Correlations Between Texas High School Academic Competition Results and SAT/ACT Scores

Posted on July 20, 2018 by r on Tony ElHabr in R bloggers | 0 Comments

[This article was first published on r on Tony ElHabr, and kindly contributed to R-bloggers]. (You can report issue about the content on this page here)

Want to share your content on R-bloggers? click here if you have a blog, or here if you don't.

Introduction

I wanted to do a follow-up on my series of posts about Texas high school University Interscholastic League (UIL) academic competitions to more closely evaluate the relationship between the school performance in those competitions with school-wide SAT) and ACT scores. For those who may not be familiar with these tests, these are the two most popular standardized tests used for college admission in the United States.

In my introduction to that series, I stated the following: School-wide … scores on state- and national-standardized tests (e.g. the SAT) certainly are the most common measure of academic strength, but I think rankings by academic competitions may be more indicative.

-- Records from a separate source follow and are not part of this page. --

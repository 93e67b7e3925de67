//! Criterion benchmarks for the forecast hot paths.
//!
//! 1. Model fit on daily histories of increasing length
//! 2. Full forecast (fit + Monte Carlo intervals) at the default horizon
//! 3. Polars tail preview of a forecast table

use criterion::{black_box, criterion_group, criterion_main, BenchmarkId, Criterion};

use chrono::{Duration, NaiveDate};
use stockcast_core::config::ForecastConfig;
use stockcast_core::forecast::FittedModel;
use stockcast_core::frame::{forecast_frame, TablePreview};
use stockcast_core::{AdditiveEngine, ForecastEngine, ForecastHorizon, PriceBar, PriceSeries};

// ── Helpers ──────────────────────────────────────────────────────────

fn make_points(n: usize) -> Vec<(NaiveDate, f64)> {
    let base = NaiveDate::from_ymd_opt(2015, 1, 2).unwrap();
    (0..n)
        .map(|i| {
            let x = i as f64;
            (
                base + Duration::days(i as i64),
                100.0 + x * 0.05 + (x * 2.0 * std::f64::consts::PI / 365.25).sin() * 8.0,
            )
        })
        .collect()
}

fn make_series(n: usize) -> PriceSeries {
    let bars = make_points(n)
        .into_iter()
        .map(|(date, close)| PriceBar {
            date,
            open: close - 0.3,
            high: close + 1.0,
            low: close - 1.0,
            close,
            adj_close: close,
            volume: 1_000_000,
        })
        .collect();
    PriceSeries::new("BENCH", bars)
}

// ── 1. Fit ───────────────────────────────────────────────────────────

fn bench_fit(c: &mut Criterion) {
    let config = ForecastConfig::default();
    let mut group = c.benchmark_group("fit");
    for n in [250usize, 1_000, 2_500] {
        let points = make_points(n);
        group.bench_with_input(BenchmarkId::from_parameter(n), &points, |b, pts| {
            b.iter(|| FittedModel::fit(black_box(pts), &config))
        });
    }
    group.finish();
}

// ── 2. Forecast ──────────────────────────────────────────────────────

fn bench_forecast(c: &mut Criterion) {
    let series = make_series(2_500);
    let engine = AdditiveEngine::new(ForecastConfig {
        uncertainty_samples: 200,
        ..ForecastConfig::default()
    });
    let horizon = ForecastHorizon::default();
    c.bench_function("forecast_2500_rows_1825_days", |b| {
        b.iter(|| engine.forecast(black_box(&series), horizon))
    });
}

// ── 3. Preview ───────────────────────────────────────────────────────

fn bench_preview(c: &mut Criterion) {
    let series = make_series(2_500);
    let engine = AdditiveEngine::new(ForecastConfig {
        uncertainty_samples: 0,
        ..ForecastConfig::default()
    });
    let Ok(result) = engine.forecast(&series, ForecastHorizon::default()) else {
        return;
    };
    c.bench_function("forecast_tail_preview", |b| {
        b.iter(|| {
            let df = forecast_frame(black_box(&result.table)).ok()?;
            TablePreview::tail_of(&df, 5).ok()
        })
    });
}

criterion_group!(benches, bench_fit, bench_forecast, bench_preview);
criterion_main!(benches);
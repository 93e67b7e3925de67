//! Component breakdown of a fitted model: trend, weekly and yearly profiles.

use chrono::{Datelike, Duration, NaiveDate};
use serde::{Deserialize, Serialize};

use super::model::FittedModel;
use super::seasonality::SeasonalityKind;
use super::table::ForecastTable;

/// A non-leap reference year starting on a Sunday.
const REFERENCE_YEAR: i32 = 2017;

#[derive(Debug, Clone, PartialEq, Serialize, Deserialize)]
pub struct WeekdayValue {
    pub weekday: String,
    pub value: f64,
}

#[derive(Debug, Clone, PartialEq, Serialize, Deserialize)]
pub struct DayOfYearValue {
    pub day_of_year: u32,
    pub date: NaiveDate,
    pub value: f64,
}

/// Trend over the forecast range plus one cycle of each fitted seasonality.
#[derive(Debug, Clone, PartialEq, Serialize, Deserialize)]
pub struct ForecastComponents {
    pub trend: Vec<(NaiveDate, f64)>,
    pub weekly: Option<Vec<WeekdayValue>>,
    pub yearly: Option<Vec<DayOfYearValue>>,
}

impl ForecastComponents {
    pub fn from_model(model: &FittedModel, table: &ForecastTable) -> Self {
        let trend = table.rows().iter().map(|r| (r.ds, r.trend)).collect();

        let weekly = model.has_seasonality(SeasonalityKind::Weekly).then(|| {
            reference_days(7)
                .filter_map(|d| {
                    model
                        .seasonal(SeasonalityKind::Weekly, d)
                        .map(|value| WeekdayValue {
                            weekday: d.weekday().to_string(),
                            value,
                        })
                })
                .collect()
        });

        let yearly = model.has_seasonality(SeasonalityKind::Yearly).then(|| {
            reference_days(365)
                .filter_map(|d| {
                    model
                        .seasonal(SeasonalityKind::Yearly, d)
                        .map(|value| DayOfYearValue {
                            day_of_year: d.ordinal(),
                            date: d,
                            value,
                        })
                })
                .collect()
        });

        Self {
            trend,
            weekly,
            yearly,
        }
    }

    /// Number of component panels a chart needs.
    pub fn panel_count(&self) -> usize {
        1 + usize::from(self.weekly.is_some()) + usize::from(self.yearly.is_some())
    }
}

fn reference_days(n: i64) -> impl Iterator<Item = NaiveDate> {
    let first = NaiveDate::from_ymd_opt(REFERENCE_YEAR, 1, 1).unwrap_or_default();
    (0..n).map(move |i| first + Duration::days(i))
}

Essentially, I was implying that the academic UIL scores may not correspond well, or at all, with standardized test scores. However, I did not attempt to prove this hypothesis, which is what I set out to do here. While I’m at it, I’ll show the code and provide some commentary to explain my process.

Data Collection

While I already have collected and cleaned the UIL data that I’ll need by virtue of my work for my series of posts analyzing the UIL competitions, I did not retrieve data for standardized test scores. To my delight, the Texas Education Agency’s website publishes Texas high school SAT and ACT scores for the years 2011 through 2015. The task of scraping from this source is a perfect use-case for the super-handy {xml2} and {rvest} packages, as well the well-known awesome {stringr} and {purrr} packages in the {tidyverse}.

library("tidyverse")
library("rlang")
library("teplot") # Personal package.

urls_tea <-
  "https://tea.texas.gov/acctres/sat_act_index.html" %>%
  xml2::read_html() %>%
  rvest::html_nodes(xpath = "//tr //td //a") %>%
  rvest::html_attr("href") %>% 
  str_subset("^\\/acctres\\/[:alpha:]{3}_[Cc]ampus_[Dd]ata")
urls_tea

create_path_tea <-
  function(url_suffix, dir = "data-raw", ext = "csv") {
    if(!dir.exists(dir)) {
       dir.create(dir)
    }
    url_suffix %>%
      str_remove_all("acctres|\\/") %>% 
      paste0(".", ext) %>% 
      file.path(dir, .)
  }

# NOTE(s):
# + `urls_tea_dl` is actually the same as `url_tea` because `purrr::walk()` returns its first argument.
# + `mode = "wb"` is important! Otherwise, the downloaded files have empty lines every other line
# (due to the way that CR and LFs are handled.
urls_tea_dl <-
  urls_tea %>%
  walk(
    ~download.file(
      url = paste0("https://tea.texas.gov/", .x),
      destfile = create_path_tea(url_suffix = .x),
      mode = "wb"
    )
  )

Data Cleaning

Next, I bind the data from all of the downloaded files together and do some cleaning. I put these actions in function(s) because I plan on re-using them in future posts where I explore this data set in other ways.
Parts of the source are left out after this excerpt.